▸ **What this task involves**
After finding the line with "SessionManager, interval_secs: u64)" in the data below, set down exactly each line through the one with "assert_eq!(current.id(), retailer_id);", inclusive, and stop there.

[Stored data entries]

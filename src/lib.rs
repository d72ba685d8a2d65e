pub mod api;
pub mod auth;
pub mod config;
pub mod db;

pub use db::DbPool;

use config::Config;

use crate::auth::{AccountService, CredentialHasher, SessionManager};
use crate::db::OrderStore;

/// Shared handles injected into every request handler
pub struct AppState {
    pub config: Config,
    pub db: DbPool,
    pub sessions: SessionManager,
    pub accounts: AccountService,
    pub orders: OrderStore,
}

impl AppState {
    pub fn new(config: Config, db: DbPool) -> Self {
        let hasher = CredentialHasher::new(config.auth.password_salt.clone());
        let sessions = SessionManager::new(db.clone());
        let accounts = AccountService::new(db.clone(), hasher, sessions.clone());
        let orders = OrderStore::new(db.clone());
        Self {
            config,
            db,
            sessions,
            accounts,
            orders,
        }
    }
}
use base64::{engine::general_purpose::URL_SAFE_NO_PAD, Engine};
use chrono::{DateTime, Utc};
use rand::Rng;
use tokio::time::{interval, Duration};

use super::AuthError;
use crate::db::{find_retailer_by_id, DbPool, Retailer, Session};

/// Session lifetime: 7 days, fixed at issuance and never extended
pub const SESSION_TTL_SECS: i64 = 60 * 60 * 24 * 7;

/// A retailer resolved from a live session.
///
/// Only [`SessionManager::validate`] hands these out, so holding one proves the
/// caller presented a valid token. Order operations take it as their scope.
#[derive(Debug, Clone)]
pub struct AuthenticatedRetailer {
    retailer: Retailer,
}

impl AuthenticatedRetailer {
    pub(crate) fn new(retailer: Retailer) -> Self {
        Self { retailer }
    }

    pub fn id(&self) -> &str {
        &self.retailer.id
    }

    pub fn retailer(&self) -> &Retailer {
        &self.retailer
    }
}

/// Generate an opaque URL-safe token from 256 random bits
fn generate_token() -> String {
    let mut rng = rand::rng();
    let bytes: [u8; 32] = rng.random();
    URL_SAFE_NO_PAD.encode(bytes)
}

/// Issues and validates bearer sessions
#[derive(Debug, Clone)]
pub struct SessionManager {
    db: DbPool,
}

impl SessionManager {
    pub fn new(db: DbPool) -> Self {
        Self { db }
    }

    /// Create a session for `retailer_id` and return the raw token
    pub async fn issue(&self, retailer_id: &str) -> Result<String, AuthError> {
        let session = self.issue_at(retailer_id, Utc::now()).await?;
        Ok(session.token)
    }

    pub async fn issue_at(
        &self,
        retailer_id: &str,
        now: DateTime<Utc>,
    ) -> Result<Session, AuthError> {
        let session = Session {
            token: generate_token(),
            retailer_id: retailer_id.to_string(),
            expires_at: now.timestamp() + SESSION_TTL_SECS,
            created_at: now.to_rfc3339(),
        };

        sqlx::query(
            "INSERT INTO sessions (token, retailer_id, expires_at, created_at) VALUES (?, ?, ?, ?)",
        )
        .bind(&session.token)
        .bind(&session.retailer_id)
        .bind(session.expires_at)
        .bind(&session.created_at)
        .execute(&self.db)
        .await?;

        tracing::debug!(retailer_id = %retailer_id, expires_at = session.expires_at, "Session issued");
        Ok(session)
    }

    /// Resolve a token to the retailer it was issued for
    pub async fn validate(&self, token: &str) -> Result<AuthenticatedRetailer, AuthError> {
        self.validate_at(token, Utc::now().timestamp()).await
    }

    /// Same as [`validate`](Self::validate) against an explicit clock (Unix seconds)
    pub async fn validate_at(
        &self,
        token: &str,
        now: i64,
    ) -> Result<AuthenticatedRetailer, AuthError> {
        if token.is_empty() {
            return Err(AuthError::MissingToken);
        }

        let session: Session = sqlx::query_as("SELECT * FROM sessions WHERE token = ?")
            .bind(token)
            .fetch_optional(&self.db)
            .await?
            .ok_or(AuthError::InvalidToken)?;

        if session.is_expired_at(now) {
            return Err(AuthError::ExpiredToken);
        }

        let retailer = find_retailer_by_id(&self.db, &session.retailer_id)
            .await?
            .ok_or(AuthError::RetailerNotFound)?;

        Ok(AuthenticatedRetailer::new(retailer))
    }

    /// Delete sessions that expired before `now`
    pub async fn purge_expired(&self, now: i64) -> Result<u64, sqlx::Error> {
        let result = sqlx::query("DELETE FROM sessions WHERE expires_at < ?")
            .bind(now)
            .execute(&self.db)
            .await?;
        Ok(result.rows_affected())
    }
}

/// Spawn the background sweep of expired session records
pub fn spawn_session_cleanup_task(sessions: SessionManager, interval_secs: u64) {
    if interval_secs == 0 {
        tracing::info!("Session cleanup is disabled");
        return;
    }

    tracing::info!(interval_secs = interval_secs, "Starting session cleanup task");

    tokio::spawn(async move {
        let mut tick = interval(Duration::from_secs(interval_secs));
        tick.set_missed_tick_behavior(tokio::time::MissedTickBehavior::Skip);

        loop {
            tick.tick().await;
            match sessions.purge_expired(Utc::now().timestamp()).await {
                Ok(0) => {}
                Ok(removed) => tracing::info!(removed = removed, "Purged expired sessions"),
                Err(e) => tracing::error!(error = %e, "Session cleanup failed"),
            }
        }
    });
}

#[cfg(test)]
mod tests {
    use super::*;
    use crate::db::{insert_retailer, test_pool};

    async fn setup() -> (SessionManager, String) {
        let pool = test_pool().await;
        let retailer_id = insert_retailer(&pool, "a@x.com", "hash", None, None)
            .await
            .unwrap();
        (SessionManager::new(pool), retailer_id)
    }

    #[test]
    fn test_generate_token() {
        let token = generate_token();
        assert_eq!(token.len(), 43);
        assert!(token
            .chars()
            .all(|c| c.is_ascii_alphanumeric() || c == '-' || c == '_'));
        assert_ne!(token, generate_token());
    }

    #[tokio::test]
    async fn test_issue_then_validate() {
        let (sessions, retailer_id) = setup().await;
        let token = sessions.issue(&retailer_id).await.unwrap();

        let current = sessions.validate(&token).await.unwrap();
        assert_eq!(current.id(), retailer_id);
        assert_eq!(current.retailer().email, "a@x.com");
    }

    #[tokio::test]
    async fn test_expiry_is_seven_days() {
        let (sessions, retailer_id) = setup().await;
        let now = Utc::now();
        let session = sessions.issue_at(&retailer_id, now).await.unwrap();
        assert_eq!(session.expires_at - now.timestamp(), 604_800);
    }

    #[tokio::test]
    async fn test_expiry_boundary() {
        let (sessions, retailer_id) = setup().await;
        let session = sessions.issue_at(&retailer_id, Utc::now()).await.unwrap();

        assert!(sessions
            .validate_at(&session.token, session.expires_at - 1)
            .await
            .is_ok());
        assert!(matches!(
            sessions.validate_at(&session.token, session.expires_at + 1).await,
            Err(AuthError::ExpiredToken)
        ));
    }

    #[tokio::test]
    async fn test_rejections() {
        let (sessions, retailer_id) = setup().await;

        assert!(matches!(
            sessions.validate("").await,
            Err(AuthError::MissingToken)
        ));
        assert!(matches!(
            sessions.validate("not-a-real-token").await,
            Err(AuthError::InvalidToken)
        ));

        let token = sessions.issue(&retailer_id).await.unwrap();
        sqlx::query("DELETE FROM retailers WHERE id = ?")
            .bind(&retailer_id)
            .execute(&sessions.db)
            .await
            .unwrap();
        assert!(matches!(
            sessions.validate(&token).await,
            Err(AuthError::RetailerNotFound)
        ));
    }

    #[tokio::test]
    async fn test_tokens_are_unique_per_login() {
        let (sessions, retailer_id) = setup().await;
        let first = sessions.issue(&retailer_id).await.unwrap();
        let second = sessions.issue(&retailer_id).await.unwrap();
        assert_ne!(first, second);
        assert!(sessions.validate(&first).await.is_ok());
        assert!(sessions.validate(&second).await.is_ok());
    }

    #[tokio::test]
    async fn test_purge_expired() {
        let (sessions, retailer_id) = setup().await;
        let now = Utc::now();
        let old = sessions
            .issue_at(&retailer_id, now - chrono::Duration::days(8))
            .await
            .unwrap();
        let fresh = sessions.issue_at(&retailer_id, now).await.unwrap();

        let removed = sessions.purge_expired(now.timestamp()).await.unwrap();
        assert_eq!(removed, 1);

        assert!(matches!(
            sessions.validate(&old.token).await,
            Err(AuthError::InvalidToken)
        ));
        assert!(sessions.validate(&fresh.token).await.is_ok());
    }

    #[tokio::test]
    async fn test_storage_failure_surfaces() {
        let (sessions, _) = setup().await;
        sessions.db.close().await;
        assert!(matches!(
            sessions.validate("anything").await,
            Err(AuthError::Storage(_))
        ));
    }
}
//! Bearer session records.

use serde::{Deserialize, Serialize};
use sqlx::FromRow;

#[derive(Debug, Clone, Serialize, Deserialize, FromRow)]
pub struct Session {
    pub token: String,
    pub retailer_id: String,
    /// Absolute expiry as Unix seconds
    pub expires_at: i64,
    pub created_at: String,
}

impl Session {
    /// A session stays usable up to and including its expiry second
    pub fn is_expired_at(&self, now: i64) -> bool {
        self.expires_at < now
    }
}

▸ **Written answer**
pub fn spawn_session_cleanup_task(sessions: SessionManager, interval_secs: u64) {
    if interval_secs == 0 {
        tracing::info!("Session cleanup is disabled");
        return;
    }

    tracing::info!(interval_secs = interval_secs, "Starting session cleanup task");

    tokio::spawn(async move {
        let mut tick = interval(Duration::from_secs(interval_secs));
        tick.set_missed_tick_behavior(tokio::time::MissedTickBehavior::Skip);

        loop {
            tick.tick().await;
            match sessions.purge_expired(Utc::now().timestamp()).await {
                Ok(0) => {}
                Ok(removed) => tracing::info!(removed = removed, "Purged expired sessions"),
                Err(e) => tracing::error!(error = %e, "Session cleanup failed"),
            }
        }
    });
}

#[cfg(test)]
mod tests {
    use super::*;
    use crate::db::{insert_retailer, test_pool};

    async fn setup() -> (SessionManager, String) {
        let pool = test_pool().await;
        let retailer_id = insert_retailer(&pool, "a@x.com", "hash", None, None)
            .await
            .unwrap();
        (SessionManager::new(pool), retailer_id)
    }

    #[test]
    fn test_generate_token() {
        let token = generate_token();
        assert_eq!(token.len(), 43);
        assert!(token
            .chars()
            .all(|c| c.is_ascii_alphanumeric() || c == '-' || c == '_'));
        assert_ne!(token, generate_token());
    }

    #[tokio::test]
    async fn test_issue_then_validate() {
        let (sessions, retailer_id) = setup().await;
        let token = sessions.issue(&retailer_id).await.unwrap();

        let current = sessions.validate(&token).await.unwrap();
        assert_eq!(current.id(), retailer_id);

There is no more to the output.